Ses longues boucles noires sont projetées vers l’avant, elle ne voit plus qu’à travers l’épaisse chevelure qui lui couvre le visage. En un instant, les cheveux de Laly sont comme aspirés en arrière, seules quelques mèches rebelles s’attardent devant ses yeux. Bien assise sur la planchette de bois, elle empoigne si vigoureusement les cordes que ses ongles s’enfoncent dans la paume de ses mains. A présent, elle tend énergiquement ses jambes en avant pour élancer la balançoire encore plus haut, toujours plus haut, ainsi elle voit loin, toujours plus loin. Elle contemple les beautés du monde dans un rire éclatant de sincérité. Un rire d’innocence, un rire d’enfant. Le monde est si vaste, les forêts s’étendent à perte de vue, la mer ondule au loin derrière les collines recouvertes d’herbes longues et claires qui vacillent dans le vent. Ce qui s’offre à ses yeux est vallonné et coloré, une douce brise tiède l’effleure et de subtiles essences de pins lui parviennent. Alors que la balançoire est au point culminant de sa courbe, Laly décide de sauter, comme lorsqu’elle était gamine. Après un instant suspendu dans les airs elle s’attend à toucher le sable mais, le sol se dérobe soudain sous ses pieds laissant place à un immense gouffre obscur et interminable. Elle se débat dans le vide, ses bras brassent l’air avec frénésie, elle redoute le choc final !

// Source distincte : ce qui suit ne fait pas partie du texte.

//! Bearer token extraction.

use axum::{
    extract::FromRequestParts,
    http::{header::AUTHORIZATION, request::Parts, HeaderMap},
};
use reportify::{AuthError, Identity};

use crate::{error::ApiError, state::AppState};

/// The verified caller of a request.
#[derive(Debug, Clone)]
pub struct Caller(pub Identity);

impl FromRequestParts<AppState> for Caller {
    type Rejection = ApiError;

    async fn from_request_parts(
        parts: &mut Parts,
        state: &AppState,
    ) -> Result<Self, Self::Rejection> {
        let token = bearer_token(&parts.headers).ok_or(AuthError::MissingToken)?;
        let identity = state.identity.verify(token).await?;
        tracing::debug!(email = %identity.email, "Caller verified");
        Ok(Caller(identity))
    }
}

fn bearer_token(headers: &HeaderMap) -> Option<&str> {
    let value = headers.get(AUTHORIZATION)?.to_str().ok()?;
    let (scheme, token) = value.trim().split_once(' ')?;
    if !scheme.eq_ignore_ascii_case("bearer") {
        return None;
    }
    let token = token.trim();
    (!token.is_empty()).then_some(token)
}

Laly se réveille tout en sueur, oppressée par l’angoisse de la chute sans fin contrastant très nettement avec la douceur de la réminiscence de souvenirs d’enfance qui l’apaise légèrement. Elle descend de sa couche toute tremblante, ses paumes moites s’agrippent fébrilement à l’échelle froide. Elle se jette de l’eau sur le visage pour se ressaisir et elle s’apprête à commencer une journée grisante, une en plus, une identique à toutes les autres. Elle décide tout de même de glisser un petit calepin jaune dans la poche de son pantalon bleu foncé un peu trop ample pour elle. La journée se passe, quelques occupations et quelques tâches l’occupent alors que la solitude et le silence lui pèsent.

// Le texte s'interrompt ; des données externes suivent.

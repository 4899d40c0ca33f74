//! Secret resolution for credentials such as the identity client secret.
//!
//! A secret may be given inline, as a file path (Docker/Kubernetes secret
//! mounts) or as the name of an environment variable. Sources are tried in
//! that order and the first non-empty one wins.

use std::fs;

use secrecy::SecretString;

use crate::config::IdentityConfig;

#[derive(Debug, thiserror::Error)]
pub enum SecretError {
    #[error("No secret source provided (need one of: direct value, file path, or env var name)")]
    NoSourceProvided,

    #[error("Failed to read secret from file '{path}': {source}")]
    FileReadError {
        path: String,
        #[source]
        source: std::io::Error,
    },

    #[error("Environment variable '{name}' not set")]
    EnvVarNotSet { name: String },

    #[error("Environment variable '{name}' contains invalid UTF-8")]
    EnvVarNotUnicode { name: String },
}

pub type Result<T> = std::result::Result<T, SecretError>;

/// Where a secret may come from. Empty strings count as unset.
#[derive(Debug, Clone, Copy, Default)]
pub struct SecretSource<'a> {
    pub direct: Option<&'a str>,
    pub file: Option<&'a str>,
    pub env_var: Option<&'a str>,
}

impl<'a> SecretSource<'a> {
    /// The client secret sources declared in the identity section.
    pub fn identity_client(config: &'a IdentityConfig) -> Self {
        Self {
            direct: config.client_secret.as_deref(),
            file: config.client_secret_file.as_deref(),
            env_var: config.client_secret_env_var.as_deref(),
        }
    }

    pub fn is_configured(&self) -> bool {
        [self.direct, self.file, self.env_var]
            .iter()
            .any(|s| s.is_some_and(|s| !s.is_empty()))
    }

    pub fn resolve(&self) -> Result<SecretString> {
        if let Some(value) = non_empty(self.direct) {
            return Ok(SecretString::from(value.to_string()));
        }

        if let Some(path) = non_empty(self.file) {
            let expanded = expand_home(path);
            return fs::read_to_string(&expanded)
                .map(|content| SecretString::from(content.trim().to_string()))
                .map_err(|source| SecretError::FileReadError {
                    path: expanded,
                    source,
                });
        }

        if let Some(name) = non_empty(self.env_var) {
            return match std::env::var(name) {
                Ok(value) => Ok(SecretString::from(value.trim().to_string())),
                Err(std::env::VarError::NotPresent) => Err(SecretError::EnvVarNotSet {
                    name: name.to_string(),
                }),
                Err(std::env::VarError::NotUnicode(_)) => Err(SecretError::EnvVarNotUnicode {
                    name: name.to_string(),
                }),
            };
        }

        Err(SecretError::NoSourceProvided)
    }

    /// Like [`resolve`](Self::resolve) but an unconfigured source is `None`.
    pub fn resolve_optional(&self) -> Result<Option<SecretString>> {
        match self.resolve() {
            Ok(secret) => Ok(Some(secret)),
            Err(SecretError::NoSourceProvided) => Ok(None),
            Err(e) => Err(e),
        }
    }
}

fn non_empty(value: Option<&str>) -> Option<&str> {
    value.filter(|s| !s.is_empty())
}

/// Expands a leading `~` to the home directory. `~user` is not supported.
fn expand_home(path: &str) -> String {
    if path == "~" || path.starts_with("~/") {
        if let Some(home) = dirs::home_dir() {
            let home = home.to_string_lossy();
            if path == "~" {
                return home.into_owned();
            }
            return path.replacen('~', &home, 1);
        }
    }
    path.to_string()
}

Le soir venu, Laly regagne sa couche au matelas crasseux. Emmitouflée dans sa couverture grise, elle feuillette les pages de son calepin où elle a griffonné quelques esquisses de son rêve. Tel un précieux trésor, elle l’enfouit dans la taie de son oreiller encre, puis elle ferme les yeux en espérant se balancer encore plus haut et avoir la chance d’admirer le monde. Il est encore tôt, malgré les bruits qui lui viennent du dehors elle s’impatiente de trouver le sommeil et la quiétude loin de l’ambiance pesante qui règne non loin. Cette nuit-là, même rêve, même balancement agrémenté de rires joyeux puis « même chute », se désole Laly.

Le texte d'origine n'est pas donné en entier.